Amortizable Intangibles and Other Long-lived Assets
The Company’s long-lived assets and other assets consisting of property and equipment and purchased intangible assets, are reviewed for impairment in accordance with the guidance of FASB Topic ASC 360, Property and Equipment. Intangible assets subject to amortization are carried at cost less accumulated amortization and amortized over the estimated useful life in proportion to the economic benefits received. The Company evaluates the recoverability of definite-lived intangible assets and other long-lived assets in accordance with ASC Subtopic 360-10, which generally requires the assessment of these assets for recoverability when events or circumstances indicate a potential impairment exists. The Company considers certain events and circumstances in determining whether the carrying value of identifiable intangible assets and other long-lived assets, other than indefinite lived intangible assets, may not be recoverable including, but not limited to: significant changes in performance relative to expected operating results; significant changes in the use of the assets; significant negative industry or economic trends; and changes in the Company’s business strategy. If the Company determines that the carrying value may not be recoverable, the Company estimates the undiscounted cash flows to be generated from the use and ultimate disposition of the asset group to determine whether an impairment exists. If an impairment is indicated based on a comparison of the asset groups’ carrying values and the undiscounted cash flows, the impairment loss is measured as the amount by which the carrying amount of the asset group exceeds its fair value. Fair value is determined through various valuation techniques including discounted cash flow models, quoted market values and third-party independent appraisals, as considered necessary. There can be no assurance, however, that market conditions will not change or demand for the Company’s products under development will continue. Either of these could result in future impairment of long-lived assets. Actual useful lives and cash flows could be different from those estimated by management which could have a material effect on our consolidated reporting results and financial positions.
Income Taxes
Income taxes are provided for the tax effects of transactions reported in the Consolidated Financial Statements and consisted of taxes currently due and deferred taxes. Deferred taxes are recognized for the differences between the basis of assets and liabilities for financial statement and income tax purposes.

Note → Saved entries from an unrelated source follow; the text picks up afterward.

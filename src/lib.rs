//! ledsync - device-side attribute synchronization agent
//!
//! Keeps a single boolean "LED state" consistent between a local physical
//! actuator and a remote device-management platform over MQTT, tolerating
//! request timeouts and connection loss.
//!
//! # Overview
//!
//! This crate provides:
//! - The reconciliation state machine that fetches remote truth on
//!   (re)connect, subscribes to live updates, and merges inbound values
//!   into the local actuator
//! - Request/timeout bookkeeping with exactly-once resolution
//! - An MQTT session speaking the ThingsBoard device attribute protocol
//! - Trait seams for the transport and for physical pin I/O
//!
//! # Quick Start
//!
//! ```rust
//! use ledsync::attributes::AttributeKey;
//! use ledsync::io::{SimButton, SimLed};
//! use ledsync::sync::SyncController;
//! use ledsync::testing::MockSession;
//! use std::time::{Duration, Instant};
//!
//! # tokio_test::block_on(async {
//! let mut controller = SyncController::new(
//!     MockSession::new(),
//!     SimLed::new(2),
//!     SimButton::new(),
//!     AttributeKey::new("ledState").unwrap(),
//!     Duration::from_millis(5000),
//! );
//!
//! // One cooperative scheduling step: connectivity, protocol, input
//! controller.tick(Instant::now()).await;
//! # });
//! ```

pub mod attributes;
pub mod config;
pub mod error;
pub mod io;
pub mod observability;
pub mod sync;
pub mod testing;
pub mod transport;

// Re-export the surface the binary and integration tests use
pub use attributes::{AttributeKey, AttributeSet, AttributeValue};
pub use config::AgentConfig;
pub use error::{SyncError, SyncResult};
pub use sync::{SyncController, SyncState};
pub use transport::{MqttSession, RequestId, Session, SessionEvent};
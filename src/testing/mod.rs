//! Testing utilities and mock implementations
//!
//! This module provides a scripted [`mocks::MockSession`] so the
//! synchronization core can be exercised without an MQTT broker.

pub mod mocks;

pub use mocks::*;
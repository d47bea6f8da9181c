#![no_main]
use libfuzzer_sys::fuzz_target;

fuzz_target!(|data: &[u8]| {
    let _ = linecov::parsers::cobertura::parse(data);
});
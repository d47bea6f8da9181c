//! Knobs for scope resolution and reporting.

use std::path::Path;

/// Marker files identifying a project root.
pub const DEFAULT_ROOT_MARKERS: &[&str] = &["Project.toml", "JuliaProject.toml"];

/// Directories scanned beneath a discovered project root, in report order.
pub const DEFAULT_SOURCE_DIRS: &[&str] = &["src", "test"];

/// Extensions picked up when expanding a directory.
pub const DEFAULT_SOURCE_EXTENSIONS: &[&str] = &["jl"];

#[derive(Debug, Clone)]
pub struct ResolverConfig {
    pub root_markers: Vec<String>,
    pub source_dirs: Vec<String>,
    /// Empty means every regular file counts as a source file.
    pub source_extensions: Vec<String>,
}

impl Default for ResolverConfig {
    fn default() -> Self {
        Self {
            root_markers: to_owned_list(DEFAULT_ROOT_MARKERS),
            source_dirs: to_owned_list(DEFAULT_SOURCE_DIRS),
            source_extensions: to_owned_list(DEFAULT_SOURCE_EXTENSIONS),
        }
    }
}

impl ResolverConfig {
    /// Whether a file met during a directory scan belongs in the report.
    #[must_use]
    pub fn is_source_file(&self, path: &Path) -> bool {
        if self.source_extensions.is_empty() {
            return true;
        }
        match path.extension().and_then(|e| e.to_str()) {
            Some(ext) => self
                .source_extensions
                .iter()
                .any(|want| want.trim_start_matches('.') == ext),
            None => false,
        }
    }
}

/// Everything one engine invocation needs besides the path list.
#[derive(Debug, Clone, Default)]
pub struct Settings {
    pub resolver: ResolverConfig,
    /// Log resolver progress. Never changes the computed report.
    pub verbose: bool,
}

fn to_owned_list(items: &[&str]) -> Vec<String> {
    items.iter().map(|s| s.to_string()).collect()
}
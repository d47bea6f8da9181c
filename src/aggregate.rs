use crate::model::{CoverageReport, FileCoverage, ReportRow};

/// Label of the grand-total row.
pub const TOTAL_LABEL: &str = "TOTAL";

/// Build one row per file, in input order, plus the grand total.
///
/// A file with no tracked lines adds zero to both sums, so it never skews
/// the total percentage.
#[must_use]
pub fn aggregate(files: &[FileCoverage]) -> CoverageReport {
    let rows: Vec<ReportRow> = files.iter().map(ReportRow::from).collect();

    let lines_of_code = rows.iter().map(|r| r.lines_of_code).sum();
    let missed = rows.iter().map(|r| r.missed).sum();

    CoverageReport {
        files: rows,
        total: ReportRow::new(TOTAL_LABEL, lines_of_code, missed),
    }
}
#![allow(dead_code)]

use std::fs;
use std::path::Path;
use tempfile::TempDir;

/// Create a temporary project root (with a `Project.toml` marker).
/// The caller must hold onto `TempDir` to keep the directory alive.
pub fn setup_project() -> TempDir {
    let dir = tempfile::tempdir().unwrap();
    fs::write(dir.path().join("Project.toml"), "name = \"Demo\"\n").unwrap();
    dir
}

/// Write a source file at `root/rel` together with a `.cov` sidecar.
/// Each entry is the execution count of one line (`None` = not tracked).
pub fn write_covered(root: &Path, rel: &str, counts: &[Option<u64>]) {
    let path = root.join(rel);
    fs::create_dir_all(path.parent().unwrap()).unwrap();

    let mut source = String::new();
    let mut cov = String::new();
    for (i, count) in counts.iter().enumerate() {
        let text = format!("line_{i}()");
        let field = match count {
            Some(n) => n.to_string(),
            None => "-".to_string(),
        };
        source.push_str(&text);
        source.push('\n');
        cov.push_str(&format!("{field:>9} {text}\n"));
    }
    fs::write(&path, source).unwrap();

    let name = path.file_name().unwrap().to_string_lossy().into_owned();
    fs::write(path.with_file_name(format!("{name}.4242.cov")), cov).unwrap();
}

/// Write a source file with no coverage record at all.
pub fn write_uncovered(root: &Path, rel: &str, body: &str) {
    let path = root.join(rel);
    fs::create_dir_all(path.parent().unwrap()).unwrap();
    fs::write(path, body).unwrap();
}

/// The four-file project used by the end-to-end scenarios.
pub fn setup_demo_project() -> TempDir {
    let dir = setup_project();
    let root = dir.path();
    write_covered(root, "src/A.jl", &[Some(1)]);
    write_covered(root, "src/B.jl", &[None, Some(3), Some(0), Some(1), None]);
    write_covered(root, "src/C.jl", &[Some(0), None, Some(0)]);
    write_covered(root, "test/runtests.jl", &[None, None]);
    dir
}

The Company follows FASB Topic ASC 740, Income Taxes, which requires the recognition of deferred tax assets and liabilities for the expected future tax consequences of events that have been included in the consolidated financial statements or tax returns.

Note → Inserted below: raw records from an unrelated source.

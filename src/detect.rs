/// Auto-detection of tracefile formats.
///
/// Strategy:
///   1. Check the file extension for strong hints
///   2. Peek at the first bytes of the content
///   3. Fall back to the CLI --format override (handled by caller)
use std::path::Path;

use crate::error::LinecovError;

/// Supported tracefile formats.
#[derive(Debug, Clone, Copy, PartialEq, Eq)]
pub enum Format {
    Cobertura,
    Lcov,
}

impl Format {
    pub fn as_str(&self) -> &'static str {
        match self {
            Format::Cobertura => "cobertura",
            Format::Lcov => "lcov",
        }
    }
}

impl std::str::FromStr for Format {
    type Err = LinecovError;

    fn from_str(s: &str) -> std::result::Result<Self, Self::Err> {
        match s.to_lowercase().as_str() {
            "cobertura" => Ok(Format::Cobertura),
            "lcov" => Ok(Format::Lcov),
            _ => Err(LinecovError::Parse(format!(
                "Unknown format: '{s}'. Supported: cobertura, lcov"
            ))),
        }
    }
}

impl std::fmt::Display for Format {
    fn fmt(&self, f: &mut std::fmt::Formatter<'_>) -> std::fmt::Result {
        f.write_str(self.as_str())
    }
}

/// Detect the tracefile format from its name and content.
pub fn detect_format(path: &Path, content: &[u8]) -> Option<Format> {
    detect_by_extension(path).or_else(|| detect_by_content(content))
}

fn detect_by_extension(path: &Path) -> Option<Format> {
    let ext = path.extension()?.to_str()?.to_lowercase();
    match ext.as_str() {
        "info" | "lcov" => Some(Format::Lcov),
        // .xml could be anything; look at the content.
        _ => None,
    }
}

fn detect_by_content(content: &[u8]) -> Option<Format> {
    let head_len = content.len().min(4096);
    let head = String::from_utf8_lossy(&content[..head_len]);

    // Require tags at line starts so prose mentioning "SF:" is not LCOV.
    let has_sf = head.lines().any(|l| l.starts_with("SF:"));
    let has_da = head.lines().any(|l| l.starts_with("DA:"));
    if has_sf && has_da {
        return Some(Format::Lcov);
    }

    let is_xml = head.contains("<?xml") || head.trim_start().starts_with('<');
    if is_xml && head.contains("<coverage") {
        return Some(Format::Cobertura);
    }

    None
}

#[cfg(test)]
mod tests {
    use super::*;

    #[test]
    fn test_detect_lcov_by_extension() {
        assert_eq!(detect_format(Path::new("lcov.info"), b""), Some(Format::Lcov));
        assert_eq!(detect_format(Path::new("cov.lcov"), b""), Some(Format::Lcov));
    }

    #[test]
    fn test_detect_lcov_by_content() {
        let content = b"TN:\nSF:/src/A.jl\nDA:1,5\nend_of_record\n";
        assert_eq!(detect_format(Path::new("coverage.txt"), content), Some(Format::Lcov));
    }

    #[test]
    fn test_detect_cobertura_by_content() {
        let content = b"<?xml version=\"1.0\"?>\n<coverage version=\"1.0\">";
        assert_eq!(
            detect_format(Path::new("coverage.xml"), content),
            Some(Format::Cobertura)
        );
    }

    #[test]
    fn test_detect_unknown() {
        assert_eq!(detect_format(Path::new("random.dat"), b"hello world"), None);
    }

    #[test]
    fn test_format_from_str() {
        assert_eq!("LCOV".parse::<Format>().unwrap(), Format::Lcov);
        assert!("jacoco".parse::<Format>().is_err());
    }
}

Under this method, deferred income taxes are recognized for the tax consequences in future years of differences between the tax bases of assets and liabilities and their financial reporting amounts at each period end based on enacted tax laws and statutory tax rates, applicable to the periods in which the differences are expected to affect taxable income. Valuation allowances are established, when necessary, to reduce deferred tax assets to the amount expected to be realized.
FASB ASC 740-10-25 provides criteria for the recognition, measurement, presentation, and disclosure of uncertain tax positions. The Company must recognize the tax benefit from an uncertain tax position only if it is more likely than not that the tax position will be sustained on examination by the taxing authorities, based on the technical merits of the position. The tax benefits recognized in the consolidated financial statements from such a position are measured based on the largest benefit that has a greater than 50% likelihood of being realized upon ultimate resolution. The Company recognizes liabilities for uncertain tax positions pursuant to FASB ASC 740-10-25. Such amounts are included in the long-term accrued expenses on the accompanying consolidated balance sheets in the amount of $265,251 and $254,731, as of December 31, 2024 and 2023, respectively. The Company accrues and recognizes interest and penalties related to unrecognized tax benefits in operating expenses.
F- |
Snail Inc. and Subsidiaries
Notes to Consolidated Financial Statements
Concentration of Credit Risk and Significant Customers
The Company maintains cash balances at several major financial institutions. While the Company attempts to limit credit exposure with any single institution, balances often exceed insurable amounts. As of December 31, 2024 and 2023, the Company had deposits of $6,610,066 and $14,716,652, respectively, that were not insured by the Federal Deposit Insurance Corporation and are included in the cash and cash equivalents, and restricted cash and cash equivalents, in the accompanying consolidated balance sheets.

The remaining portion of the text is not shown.